Используя термин «народный суд», я предполагаю, что перед нами институт, специально разработанный для колониальной ситуации, а следовательно – институциональное новшество. Разумеется, я не хочу сказать, что должность казия была изобретением российских колонизаторов или же что они придумали исламское право. Даже беглый взгляд на нотариальные документы, выходившие из-под пера казиев до и после установления российской имперской власти, демонстрирует, что и в тех и в других случаях употреблялось множество одинаковых шаблонных фраз. Постоянство формы исламских нотариальных документов свидетельствует о том, насколько консервативным был юридический язык казиев. На протяжении веков он оставался неизменным[329]

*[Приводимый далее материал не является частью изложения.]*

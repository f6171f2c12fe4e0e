use std::io::{self, Read};
use std::sync::Arc;

use parking_lot::Mutex;
use tracing::{debug, warn};

use super::manager::{DeltaFileChanWriter, DeltaFileManager};
use super::WalPartFile;
use crate::wal::{parse_wal_filename, WalSegmentNo, WAL_FILE_IN_DELTA};
use crate::walparser::{extract_block_locations, ParseError, WalParser, WAL_PAGE_SIZE};
use crate::{Error, Result};

/// Passes a WAL segment through unchanged while recording the block
/// locations of its records into the delta of the segment's group.
///
/// Recording problems never fail the read: the group is canceled and the
/// bytes keep flowing to the uploader.
pub struct WalDeltaRecordingReader<R> {
    inner: R,
    manager: Arc<DeltaFileManager>,
    wal_filename: String,
    timeline: u32,
    segment: WalSegmentNo,
    writer: Arc<DeltaFileChanWriter>,
    part_file: Arc<Mutex<WalPartFile>>,
    parser: WalParser,
    pending: Vec<u8>,
    tail_saved: bool,
    recording: bool,
}

impl<R: Read> WalDeltaRecordingReader<R> {
    pub fn new(inner: R, wal_filename: &str, manager: Arc<DeltaFileManager>) -> Result<Self> {
        let (timeline, segment) = parse_wal_filename(wal_filename)?;
        let delta_filename = segment.delta_no().filename(timeline);
        let writer = manager.writer(&delta_filename)?;
        let part_file = manager.part_file(&delta_filename)?;
        Ok(Self {
            inner,
            manager,
            wal_filename: wal_filename.to_string(),
            timeline,
            segment,
            writer,
            part_file,
            parser: WalParser::new(),
            pending: Vec::with_capacity(WAL_PAGE_SIZE),
            tail_saved: false,
            recording: true,
        })
    }

    pub fn is_recording(&self) -> bool {
        self.recording
    }

    fn cancel(&mut self, reason: &str) {
        if !self.recording {
            return;
        }
        self.recording = false;
        warn!(wal = %self.wal_filename, reason, "wal_delta_recording_stopped");
        if let Err(e) = self.manager.cancel_recording(&self.wal_filename) {
            warn!(wal = %self.wal_filename, error = %format!("{e:#}"), "wal_delta_cancel_failed");
        }
    }

    fn record_page(&mut self, page: &[u8]) -> Result<()> {
        let parsed = match self.parser.parse_records_from_page(page) {
            Ok(parsed) => parsed,
            Err(ParseError::ZeroPage) => return Ok(()),
            Err(e) => {
                self.parser.invalidate();
                return Err(e.into());
            }
        };
        self.manager.set_layout(parsed.layout);
        let has_discarded = parsed.discarded_tail.as_ref().is_some_and(|t| !t.is_empty());
        if parsed.discarded_tail.is_some() || !parsed.records.is_empty() {
            if !self.tail_saved {
                self.tail_saved = true;
                self.part_file.lock().tails[self.segment.position_in_delta()] =
                    Some(parsed.discarded_tail.unwrap_or_default());
            } else if has_discarded {
                return Err(Error::CantDiscardWalData(self.wal_filename.clone()).into());
            }
        }
        self.writer.record(extract_block_locations(&parsed.records));
        Ok(())
    }

    fn consume(&mut self, data: &[u8]) {
        self.pending.extend_from_slice(data);
        while self.recording && self.pending.len() >= WAL_PAGE_SIZE {
            let page: Vec<u8> = self.pending.drain(..WAL_PAGE_SIZE).collect();
            if let Err(e) = self.record_page(&page) {
                self.cancel(&format!("{e:#}"));
            }
        }
    }

    /// Store the unfinished last record as the head of this segment, and as
    /// the previous head of the next group when this segment ends a group.
    pub fn finish(mut self) -> Result<()> {
        if !self.recording {
            return Ok(());
        }
        if !self.tail_saved {
            self.cancel("no record boundary seen in segment");
            return Ok(());
        }
        if !self.parser.has_current_record_beginning() && !self.parser.current_record_data().is_empty() {
            self.cancel("segment ends inside a record without its beginning");
            return Ok(());
        }
        let head = self.parser.current_record_data().to_vec();
        let idx = self.segment.position_in_delta();
        self.part_file.lock().heads[idx] = Some(head.clone());
        if idx as u64 == WAL_FILE_IN_DELTA - 1 {
            let next_delta = self.segment.next().delta_no().filename(self.timeline);
            self.manager.part_file(&next_delta)?.lock().previous_head = Some(head);
        }
        debug!(wal = %self.wal_filename, slot = idx, "wal_delta_recorded");
        Ok(())
    }
}

impl<R: Read> Read for WalDeltaRecordingReader<R> {
    fn read(&mut self, buf: &mut [u8]) -> io::Result<usize> {
        let n = match self.inner.read(buf) {
            Ok(n) => n,
            Err(e) if e.kind() == io::ErrorKind::Interrupted => return Err(e),
            Err(e) => {
                self.cancel(&e.to_string());
                return Err(e);
            }
        };
        if self.recording {
            self.consume(&buf[..n]);
        }
        Ok(n)
    }
}
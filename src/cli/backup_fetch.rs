//! Implementation of `pgdelta backup-fetch`.

use std::path::PathBuf;

use clap::Args;

use crate::config::{FsyncMode, Settings};
use crate::restore::{RestoreEngine, RestoreOptions};
use crate::Result;

#[derive(Debug, Clone, Args)]
pub struct BackupFetchArgs {
    /// Directory to restore into; must be empty unless --catchup
    pub destination: PathBuf,

    /// Backup name, or LATEST
    pub backup_name: String,

    /// Download only containers holding files still required
    #[arg(long = "skip-redundant-tars", default_value_t = false)]
    pub skip_redundant_tars: bool,

    /// Apply a catch-up increment onto an existing cluster
    #[arg(long = "catchup", default_value_t = false)]
    pub catchup: bool,

    /// When restored files are synced to disk
    #[arg(long = "fsync", value_enum)]
    pub fsync: Option<FsyncMode>,
}

pub fn execute(args: BackupFetchArgs, mut settings: Settings) -> Result<()> {
    settings.skip_redundant_tars |= args.skip_redundant_tars;
    if let Some(fsync) = args.fsync {
        settings.fsync = fsync;
    }
    let engine = RestoreEngine::new(
        settings.basebackups_folder(),
        RestoreOptions::from_settings(&settings, args.catchup),
    );
    let summary = engine.fetch(&args.backup_name, &args.destination)?;
    println!("{} restored from {} link(s)", summary.backup, summary.links.len());
    Ok(())
}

и едва ли подвергался сторонним влияниям. Однако, рассматривая социальную историю народных судов исключительно сквозь призму нотариальной деятельности казиев, мы неизбежно придем к ошибочным выводам насчет того, как изменились исламские правовые практики после колонизации. Сделав шариат частью колониальной институциональной системы, российские власти изменили множество характерных черт среднеазиатского судопроизводства. С точки зрения колонизаторов, казий – народный судья – был местным чиновником, который служил империи, получал вознаграждение за работу, а по уходу в отставку имел право на пенсию[330]. В то же время коренные жители Средней Азии считали казиев гарантами исламского права в русском Туркестане – однако уже не теми должностными лицами, что прежде, при ханах, являлись представителями традиционного правового режима. Связь с прошлым прослеживалась скорее в теории, чем на практике. До колонизации суды под председательством казиев подчинялись напрямую ханским дворцам и хакимам, а в судопроизводстве регулярно принимали участие служители ханского суда и посредники. С приходом российской власти эти инстанции превратились в «казийские суды», подчиняющиеся исключительно русским колониальным властям. Нет необходимости говорить о том, что теперь казии действовали в рамках юридического поля, которое значительно отличалось от прежнего, описанного в главе 1.В данной главе я продемонстрирую, что учреждение народных судов имело как позитивные, так и негативные последствия для местных специалистов по вопросам права. Мы заглянем в жизнь ташкентского народного судьи по имени Мухитдин Ходжа. Наш герой был правоведом не в первом поколении: его отец, Мухаммад Хаким Ходжа Ишан, служил верховным судьей (кази-каланом) в Ташкенте под властью кокандского ханства. Мухитдин Ходжа являлся одним из самых выдающихся деятелей не только колониального юридического поля, но и более широкого публичного пространства колониального Ташкента. Некролог Мухитдина Ходжи, написанный на русском языке известным востоковедом Николаем Остроумовым[331]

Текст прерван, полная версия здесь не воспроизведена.